Examples of successful water management include cooperative efforts of European countries concerning the Rhine and the Danube, both of which are governed by treaties that establish joint commissions. We can also think of treaty arrangements between the United States and its neighbours, Canada and Mexico, which also establish joint management commissions. However; power asymmetries can skew equality of participation in the management of shared freshwater resources as illustrated by the relationship between Israel and its neighbours, Lebanon, Jordan, and especially, Palestine.


How climate change is aggravating water crisis?

Severely. The Intergovernmental Panel on Climate Change (IPCC) has long predicted that arid areas of the world will become even more dry, while humid or well-watered areas will experience unprecedented, torrential rainfall and accompanying floods; and this has been borne out recently. The IPCC has also predict that for each degree of global warming, approximately 7% of the global population is to be exposed to a decrease of renewable water resources of at least 20%.

The uncertainties and changes in water distribution and timing of availability brought about by climate change make it urgent to build regimes for sustainable water management. It will be difficult for even the most advanced countries to cope with these developments alone, and to the extent that shared freshwater resources (including groundwater) are involved, it will be virtually impossible. Thus, cooperation will become even more important as the effects of climate change, already observable, intensify.


In a context of decreasing freshwater availability, how to make a human right to water effective?

A human right to water is not contained in any of the basic human rights instruments. It has emerged, only in the early 1990s, with the realization that governments were often not doing enough to ensure that their populations had access to safe, clean water. In 2003, the UN Committee on Economic, Social and Cultural Rights adopted General Comment 15, The Right to Water, recognizing that such a right was included in articles 11 and 12 of the ESC Covenant on the rights to an adequate standard of living and health. According to the Comment, the right to water entitles everyone to “sufficient, safe, acceptable, physically accessible and affordable water for personal and domestic uses.”

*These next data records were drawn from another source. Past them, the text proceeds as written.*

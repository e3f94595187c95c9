//! MCP tool abstractions and the Freshdesk tool catalogue

use crate::budget::MAX_PER_PAGE;
use crate::client::FreshdeskClient;
use crate::error::{FreshdeskError, Result};
use crate::metrics::METRICS;
use async_trait::async_trait;
use indexmap::IndexMap;
use serde::de::DeserializeOwned;
use serde_json::Value;
use std::sync::Arc;
use tracing::{debug, warn};

pub mod companies;
pub mod conversations;
pub mod diagnostics;
pub mod tickets;

/// Shared state handed to every tool invocation
#[derive(Clone)]
pub struct ToolContext {
    pub client: Arc<FreshdeskClient>,
}

impl ToolContext {
    pub fn new(client: Arc<FreshdeskClient>) -> Self {
        Self { client }
    }
}

/// One callable MCP tool
#[async_trait]
pub trait Tool: Send + Sync {
    /// Tool name (must be unique)
    fn name(&self) -> &'static str;

    /// Tool description
    fn description(&self) -> &'static str {
        "No description available"
    }

    /// JSON schema of the argument object
    fn input_schema(&self) -> Value;

    /// Execute the tool with given input
    async fn invoke(&self, input: Value, ctx: &ToolContext) -> Result<Value>;

    /// Validate input before execution (optional)
    fn validate_input(&self, _input: &Value) -> Result<()> {
        Ok(())
    }
}

/// Tool registry, iterated in registration order
pub struct ToolRegistry {
    tools: IndexMap<String, Box<dyn Tool>>,
}

impl ToolRegistry {
    pub fn new() -> Self {
        Self {
            tools: IndexMap::new(),
        }
    }

    /// Registry holding every Freshdesk tool
    pub fn with_defaults() -> Self {
        let mut registry = Self::new();
        registry.register(Box::new(conversations::GetTicketConversationTool));
        registry.register(Box::new(conversations::GetAllTicketConversationsTool));
        registry.register(Box::new(tickets::GetTicketsTool));
        registry.register(Box::new(tickets::GetTicketTool));
        registry.register(Box::new(tickets::SearchTicketsTool));
        registry.register(Box::new(tickets::CreateTicketReplyTool));
        registry.register(Box::new(tickets::CreateTicketNoteTool));
        registry.register(Box::new(tickets::ViewTicketSummaryTool));
        registry.register(Box::new(companies::ListCompaniesTool));
        registry.register(Box::new(companies::ViewCompanyTool));
        registry.register(Box::new(diagnostics::GetMetricsTool));
        registry
    }

    pub fn register(&mut self, tool: Box<dyn Tool>) {
        let name = tool.name().to_string();
        self.tools.insert(name, tool);
    }

    pub fn get(&self, name: &str) -> Option<&dyn Tool> {
        self.tools.get(name).map(|t| t.as_ref())
    }

    pub fn list(&self) -> Vec<&str> {
        self.tools.keys().map(|s| s.as_str()).collect()
    }

    pub fn iter(&self) -> impl Iterator<Item = &dyn Tool> {
        self.tools.values().map(|t| t.as_ref())
    }

    /// Validate and run `name`, recording the outcome
    pub async fn call(&self, name: &str, input: Value, ctx: &ToolContext) -> Result<Value> {
        let tool = self
            .get(name)
            .ok_or_else(|| FreshdeskError::Validation(format!("Unknown tool: {name}")))?;

        debug!("Invoking tool {}", name);
        let result = match tool.validate_input(&input) {
            Ok(()) => tool.invoke(input, ctx).await,
            Err(e) => Err(e),
        };

        METRICS.record_tool_call(name, result.is_ok());
        if let Err(e) = &result {
            warn!("Tool {} failed: {}", name, e);
        }
        result
    }
}

impl Default for ToolRegistry {
    fn default() -> Self {
        Self::new()
    }
}

/// Deserialize tool arguments; a missing argument object counts as `{}`
pub(crate) fn parse_args<T: DeserializeOwned>(input: Value) -> Result<T> {
    let input = if input.is_null() {
        Value::Object(Default::default())
    } else {
        input
    };
    serde_json::from_value(input)
        .map_err(|e| FreshdeskError::Validation(format!("Invalid arguments: {e}")))
}

pub(crate) fn validate_page(page: u32, per_page: u32) -> Result<()> {
    if page < 1 {
        return Err(FreshdeskError::Validation(
            "Page number must be greater than 0".to_string(),
        ));
    }
    if per_page < 1 || per_page > MAX_PER_PAGE {
        return Err(FreshdeskError::Validation(format!(
            "Page size must be between 1 and {MAX_PER_PAGE}"
        )));
    }
    Ok(())
}

/// GET one page of a plain collection and wrap it with its cursor
pub(crate) async fn list_page(
    ctx: &ToolContext,
    path: &str,
    key: &str,
    page: u32,
    per_page: u32,
) -> Result<Value> {
    validate_page(page, per_page)?;
    let response = ctx
        .client
        .get(path, &[("page", page.to_string()), ("per_page", per_page.to_string())])
        .await?;
    let cursor = response.cursor();

    Ok(serde_json::json!({
        key: response.body,
        "pagination": {
            "current_page": page,
            "next_page": cursor.next,
            "prev_page": cursor.prev,
            "per_page": per_page,
        }
    }))
}

pub(crate) fn default_page() -> u32 {
    1
}

pub(crate) fn default_list_page_size() -> u32 {
    30
}
//! Newline-delimited JSON-RPC over stdin/stdout
//!
//! Requests are read one line at a time. `tools/call` runs on its own task so
//! a slow aggregation does not hold up other requests; every other method is
//! answered inline. All responses go through one writer task, so lines are
//! never interleaved. Stdout carries protocol traffic only.

use super::protocol::JsonRpcResponse;
use super::McpServer;
use serde_json::Value;
use std::sync::Arc;
use tokio::io::{AsyncBufRead, AsyncBufReadExt, AsyncWrite, AsyncWriteExt};
use tokio::sync::mpsc;
use tokio::task::JoinSet;
use tracing::{debug, error, info};

const RESPONSE_QUEUE: usize = 64;

/// Serve until `reader` hits EOF, then wait for in-flight calls to finish
pub async fn serve<R, W>(server: Arc<McpServer>, reader: R, writer: W) -> std::io::Result<()>
where
    R: AsyncBufRead + Unpin,
    W: AsyncWrite + Unpin + Send + 'static,
{
    let (tx, rx) = mpsc::channel::<JsonRpcResponse>(RESPONSE_QUEUE);
    let writer_task = tokio::spawn(write_responses(rx, writer));
    let mut in_flight = JoinSet::new();
    let mut lines = reader.lines();

    loop {
        let line = tokio::select! {
            line = lines.next_line() => match line? {
                Some(line) => line,
                None => break,
            },
            Some(joined) = in_flight.join_next(), if !in_flight.is_empty() => {
                if let Err(e) = joined {
                    error!("Tool task failed: {}", e);
                }
                continue;
            }
        };

        let line = line.trim();
        if line.is_empty() {
            continue;
        }

        let message = match McpServer::parse_line(line) {
            Ok(message) => message,
            Err(response) => {
                if tx.send(response).await.is_err() {
                    break;
                }
                continue;
            }
        };

        if is_tool_call(&message) {
            let server = Arc::clone(&server);
            let tx = tx.clone();
            in_flight.spawn(async move {
                if let Some(response) = server.handle_value(message).await {
                    let _ = tx.send(response).await;
                }
            });
        } else if let Some(response) = server.handle_value(message).await {
            if tx.send(response).await.is_err() {
                break;
            }
        }
    }

    info!("Input closed, waiting for {} in-flight calls", in_flight.len());
    while let Some(joined) = in_flight.join_next().await {
        if let Err(e) = joined {
            error!("Tool task failed: {}", e);
        }
    }

    drop(tx);
    match writer_task.await {
        Ok(result) => result,
        Err(e) => Err(std::io::Error::new(std::io::ErrorKind::Other, e)),
    }
}

fn is_tool_call(message: &Value) -> bool {
    message.get("method").and_then(Value::as_str) == Some("tools/call")
}

async fn write_responses<W>(mut rx: mpsc::Receiver<JsonRpcResponse>, mut writer: W) -> std::io::Result<()>
where
    W: AsyncWrite + Unpin,
{
    while let Some(response) = rx.recv().await {
        let mut line = match serde_json::to_vec(&response) {
            Ok(line) => line,
            Err(e) => {
                error!("Failed to encode response: {}", e);
                continue;
            }
        };
        line.push(b'\n');
        writer.write_all(&line).await?;
        writer.flush().await?;
        debug!("Wrote response for id {}", response.id);
    }
    Ok(())
}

The major challenge is in implementation of the right, especially – but not only – in developing countries. International donors, both multilateral and bilateral are supporting the implementation of this right, but it will take time. The difficulties are underscored by the fact that the US State of California, 6th largest economy in the world, recently had as many as 250,000 inhabitants for whom the human right to water was not realized.